It also turned negative for the day and of course, I immediately sold. Now it's back to 30.38... I am really curious to hear Spyder take on this.
Without trying to sound peremptory, you can sum up my take in two words: Shit Happens. I experience the same sort of frustration from time to time (check the TIE chart since my stop triggered - its up about $10.00 USD per share since my exit). Several solutions exist allowing you to slightly alter your own personal methodology to avoid repeating such circumstances. You can increase your initial 'first day' stop percentage, while at the same time, reducing the number of shares traded to arrive at the same overall level of risk. If you feel the market has caused a higher than normal number of "stop outs followed price reversals which would have resulted in profits" for you, then by all means, back test various alternative scenarios and implement those which you find produce an improved level of profit. I believe several of the posters to this forum have already altered their first day stop in this manner. One might also simply throw out the first day 2% rule entirely and stick with 5% as a trailing stop. Whether you stick with the methodology as is, or choose to alter the methodology somewhat based on your experience and psychological profile, the decision to do so remains one of personal responsibility. One other note with respect to Ross' Rule. The theory behind this rule protects the trader from remaining in a stock which has no possibility of transitioning from (in the words of Jack Hershey), "a score of one or a zero to a score of seven or six." Once the stock turns negative, it cannot (by definition) have a seven score by EOD as long as price remains negative.
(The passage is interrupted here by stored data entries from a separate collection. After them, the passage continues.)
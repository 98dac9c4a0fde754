//! Shared fixtures for unit tests

use crate::baseline::{Baseline, WindowStats};
use crate::detectors::{Anomaly, AnomalyStatus};
use crate::error::StoreError;
use crate::events::{
    Measurement, MetricKind, ObservationEvent, SourceKind, SourceRef, SubjectRef, Timestamp,
    EVIDENCE_KEY, STAFFING, TASK_COMPLETION, VITALS,
};
use crate::issues::{IssueStatus, PrioritizedIssue};
use crate::orchestrator::RunReport;
use crate::risk::{RiskCategory, RiskScore};
use crate::state::{CareMode, CareState};
use crate::store::{CareStore, MemoryStore};
use chrono::Utc;
use std::collections::BTreeMap;
use std::time::Duration;
use uuid::Uuid;

fn observation(
    tenant_id: &str,
    subject: SubjectRef,
    event_type: &str,
    subtype: Option<&str>,
    source: SourceRef,
    at: Timestamp,
    payload: BTreeMap<String, Measurement>,
) -> ObservationEvent {
    ObservationEvent {
        id: Uuid::new_v4(),
        tenant_id: tenant_id.to_string(),
        subject,
        event_type: event_type.to_string(),
        event_subtype: subtype.map(str::to_string),
        timestamp: at,
        ingested_at: Utc::now(),
        ingest_seq: 0,
        payload,
        quality_score: 100,
        source,
    }
}

/// Vitals observation carrying only a systolic reading
pub fn vitals_observation(
    tenant_id: &str,
    resident_id: &str,
    source_id: &str,
    at: Timestamp,
    systolic: f64,
) -> ObservationEvent {
    let mut payload = BTreeMap::new();
    payload.insert(
        MetricKind::BloodPressureSystolic.key().to_string(),
        Measurement::Numeric(systolic),
    );
    observation(
        tenant_id,
        SubjectRef::resident(resident_id),
        VITALS,
        None,
        SourceRef {
            kind: SourceKind::Vitals,
            id: source_id.to_string(),
        },
        at,
        payload,
    )
}

pub fn task_observation(
    tenant_id: &str,
    caregiver_id: &str,
    source_id: &str,
    at: Timestamp,
    duration_minutes: f64,
    lateness_minutes: f64,
    evidence: bool,
) -> ObservationEvent {
    let mut payload = BTreeMap::new();
    payload.insert(
        MetricKind::TaskDurationMinutes.key().to_string(),
        Measurement::Numeric(duration_minutes),
    );
    payload.insert(
        MetricKind::TaskLatenessMinutes.key().to_string(),
        Measurement::Numeric(lateness_minutes),
    );
    payload.insert(
        EVIDENCE_KEY.to_string(),
        Measurement::Categorical(if evidence { "present" } else { "missing" }.to_string()),
    );
    observation(
        tenant_id,
        SubjectRef::caregiver(caregiver_id),
        TASK_COMPLETION,
        Some("medication"),
        SourceRef {
            kind: SourceKind::TaskCompletion,
            id: source_id.to_string(),
        },
        at,
        payload,
    )
}

pub fn staffing_observation(
    tenant_id: &str,
    caregiver_id: &str,
    source_id: &str,
    at: Timestamp,
    action: &str,
) -> ObservationEvent {
    let mut payload = BTreeMap::new();
    payload.insert(
        "action".to_string(),
        Measurement::Categorical(action.to_string()),
    );
    observation(
        tenant_id,
        SubjectRef::caregiver(caregiver_id),
        STAFFING,
        Some(action),
        SourceRef {
            kind: SourceKind::StaffingAction,
            id: source_id.to_string(),
        },
        at,
        payload,
    )
}

/// Baseline whose short and long windows share the same statistics
pub fn baseline_with(
    tenant_id: &str,
    subject: SubjectRef,
    metric: MetricKind,
    stats: WindowStats,
) -> Baseline {
    Baseline {
        tenant_id: tenant_id.to_string(),
        subject,
        metric,
        short_window: stats,
        long_window: stats,
        sample_count: stats.sample_count,
        confidence: 0.7,
        computed_at: Utc::now(),
    }
}

/// A `New` resident issue with the given priority score
pub fn sample_issue(tenant_id: &str, priority_score: f64) -> PrioritizedIssue {
    PrioritizedIssue {
        id: Uuid::new_v4(),
        tenant_id: tenant_id.to_string(),
        subject: SubjectRef::resident("r-1"),
        issue_type: "resident_health_risk".to_string(),
        category: RiskCategory::ResidentHealth,
        title: "Resident r-1: low health risk".to_string(),
        description: "test issue".to_string(),
        urgency: 80.0,
        severity: 30.0,
        confidence: 0.85,
        priority_score,
        risk_score_id: Uuid::new_v4(),
        anomaly_ids: vec![Uuid::new_v4()],
        suggested_actions: Vec::new(),
        status: IssueStatus::New,
        created_at: Utc::now(),
        assigned_to: None,
        assigned_at: None,
        acknowledged_by: None,
        acknowledged_at: None,
        resolved_by: None,
        resolved_at: None,
        resolution_notes: None,
        version: 0,
    }
}

/// `MemoryStore` wrapper that can fail issue writes, stall reads or panic
#[derive(Default)]
pub struct FaultyStore {
    pub inner: MemoryStore,
    pub fail_issue_inserts: bool,
    /// Sleep applied to every unprocessed-observation read
    pub read_delay: Option<Duration>,
    /// Panic on every unprocessed-observation read
    pub panic_on_read: bool,
}

impl CareStore for FaultyStore {
    fn insert_observation(&self, event: ObservationEvent) -> Result<ObservationEvent, StoreError> {
        self.inner.insert_observation(event)
    }

    fn find_by_source(&self, source: &SourceRef) -> Result<Option<ObservationEvent>, StoreError> {
        self.inner.find_by_source(source)
    }

    fn observations_ingested_after(
        &self,
        tenant_id: &str,
        after: Option<u64>,
    ) -> Result<Vec<ObservationEvent>, StoreError> {
        if let Some(delay) = self.read_delay {
            std::thread::sleep(delay);
        }
        if self.panic_on_read {
            panic!("observation table corrupted");
        }
        self.inner.observations_ingested_after(tenant_id, after)
    }

    fn observations_for_subject(
        &self,
        tenant_id: &str,
        subject: &SubjectRef,
        from: Timestamp,
        to: Timestamp,
    ) -> Result<Vec<ObservationEvent>, StoreError> {
        self.inner.observations_for_subject(tenant_id, subject, from, to)
    }

    fn watermark(&self, tenant_id: &str) -> Result<Option<u64>, StoreError> {
        self.inner.watermark(tenant_id)
    }

    fn advance_watermark(&self, tenant_id: &str, to: u64) -> Result<(), StoreError> {
        self.inner.advance_watermark(tenant_id, to)
    }

    fn unprocessed_count(&self, tenant_id: &str, since: Timestamp) -> Result<usize, StoreError> {
        self.inner.unprocessed_count(tenant_id, since)
    }

    fn baseline(
        &self,
        tenant_id: &str,
        subject: &SubjectRef,
        metric: MetricKind,
    ) -> Result<Option<Baseline>, StoreError> {
        self.inner.baseline(tenant_id, subject, metric)
    }

    fn replace_baseline(&self, baseline: Baseline) -> Result<(), StoreError> {
        self.inner.replace_baseline(baseline)
    }

    fn insert_anomaly(&self, anomaly: Anomaly) -> Result<(), StoreError> {
        self.inner.insert_anomaly(anomaly)
    }

    fn anomaly(&self, id: Uuid) -> Result<Option<Anomaly>, StoreError> {
        self.inner.anomaly(id)
    }

    fn update_anomaly(
        &self,
        anomaly: Anomaly,
        expected_status: AnomalyStatus,
    ) -> Result<(), StoreError> {
        self.inner.update_anomaly(anomaly, expected_status)
    }

    fn anomalies_for_run(&self, tenant_id: &str, run_id: Uuid) -> Result<Vec<Anomaly>, StoreError> {
        self.inner.anomalies_for_run(tenant_id, run_id)
    }

    fn insert_risk_score(&self, score: RiskScore) -> Result<(), StoreError> {
        self.inner.insert_risk_score(score)
    }

    fn latest_risk_score(
        &self,
        tenant_id: &str,
        subject: &SubjectRef,
    ) -> Result<Option<RiskScore>, StoreError> {
        self.inner.latest_risk_score(tenant_id, subject)
    }

    fn risk_history(
        &self,
        tenant_id: &str,
        subject: &SubjectRef,
    ) -> Result<Vec<RiskScore>, StoreError> {
        self.inner.risk_history(tenant_id, subject)
    }

    fn insert_issue(&self, issue: PrioritizedIssue) -> Result<(), StoreError> {
        if self.fail_issue_inserts {
            return Err(StoreError::Backend("issue table unavailable".to_string()));
        }
        self.inner.insert_issue(issue)
    }

    fn issue(&self, id: Uuid) -> Result<Option<PrioritizedIssue>, StoreError> {
        self.inner.issue(id)
    }

    fn update_issue(
        &self,
        issue: PrioritizedIssue,
        expected_version: u64,
    ) -> Result<PrioritizedIssue, StoreError> {
        self.inner.update_issue(issue, expected_version)
    }

    fn issues_for_tenant(&self, tenant_id: &str) -> Result<Vec<PrioritizedIssue>, StoreError> {
        self.inner.issues_for_tenant(tenant_id)
    }

    fn care_state(&self, tenant_id: &str) -> Result<CareState, StoreError> {
        self.inner.care_state(tenant_id)
    }

    fn update_care_state(
        &self,
        tenant_id: &str,
        expected_version: u64,
        mode: CareMode,
        actor: &str,
        now: Timestamp,
    ) -> Result<CareState, StoreError> {
        self.inner
            .update_care_state(tenant_id, expected_version, mode, actor, now)
    }

    fn record_run(&self, report: RunReport) -> Result<(), StoreError> {
        self.inner.record_run(report)
    }

    fn runs_for_tenant(&self, tenant_id: &str) -> Result<Vec<RunReport>, StoreError> {
        self.inner.runs_for_tenant(tenant_id)
    }
}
However, should the stock turn positive, it would then have the possibility of becoming a seven by the end of the day. When a stock does not show price improvement, it receives a binary score of zero for price when scoring via Hershey's PVAD algorithm. As a result, it can only then have a maximum overall score of three (See PVAD discussion in Original Journal). Should a price (after causing an implementation of Ross' Rule) return to positive territory, then Ross's Rule no longer applies. In other words, the reasons for causing you to exit in the first place, no longer exist. As always, your mileage may vary. - Spydertrader
Spydie, Take that TIE off your screen... The very reason I like your methodology is because it allows me to do that... It's refreshing. This NGPS is not exactly a comfort ride... I ended up peeking at the chart because I was babysitting my son instead of reading. If I make any pennies out of this piece of crap, I think I earn it. Good trading.
My JH trading day: Closed RATE for a small gain Closed half of my PTC for a 5% gain, and the remaining open position showed a nice gain during the day Bought NGPS and closed it for a 2% loss. Doug
It's ironic because I'm actually having a smooth ride on TIE, currently on its way to a 10% profit target. Thank you for the detailed explanation on the Ross rule. I will add an ATR adjustement to my stop loss price, as per Doug posts, and better risk management sizing. As I write NGPS has reached 77% of FRV and it's no longer negative for the day. As a result, I re-entered the trade. An observation: - The DU LB usually occurs halfway through the morning or at least the condition has to be met before 11:30 in order to apply for an entry before EOD. Now, 12:00 is usually an inflection point for the market and I noticed that a few JH long positions showed some weakness around this time. This is something I regularly experience with the other long positions that I carry for other strategies. Given JH stocks low liquidity, I would be cautious to enter trades right after the 11:30 signal. Or maybe this is something that only happened with TIE and NGPS recently?
Just to avoid any confusion, NGPS didn't reach FRV by EOD and should have been sold. I didn't pay attention to EOD volume and missed the sale.
In addition to a small profit on NGPS (I hung in there early but then sold when it didn't hit FRV) I thought I'd mention a few other trades that I tried that are slight variations to the strategy (15% run ups in 6 months not 20% and at least 3 run ups, not 5 times). I am testing on the fly so there is no assurance that these will work as well as the traditional trades (probably won't) but I was curious... I entered FTO (5 15%+ run ups) at 34.86 and sold at EOD at 35.18 when it didn't make FRV. I also entered GFIG (4 20%+ run ups - not 5) at 44.45 and am still holding at 44.64 as it surpassed FRV. I also tried to enter TTI (4 15%+ run ups) at 28.73 but it started to run as soon as I put my limit order in a few cents below ask and it never looked back, ending at 29.65. It didn't make FRV so I would have exited. I'll let you guys know either good or bad how the variations work. Mike
Actually the TIE pullback starts around at 10 am reversal time zone. I am new to this but the only question in my mind is "Will the buyers follow thru?", I feel the reason I can go against the Ross rule and the FRV is because I think this is a bull market. I don't know how things work in a bear cycle but I would imagine these rules can save my ass.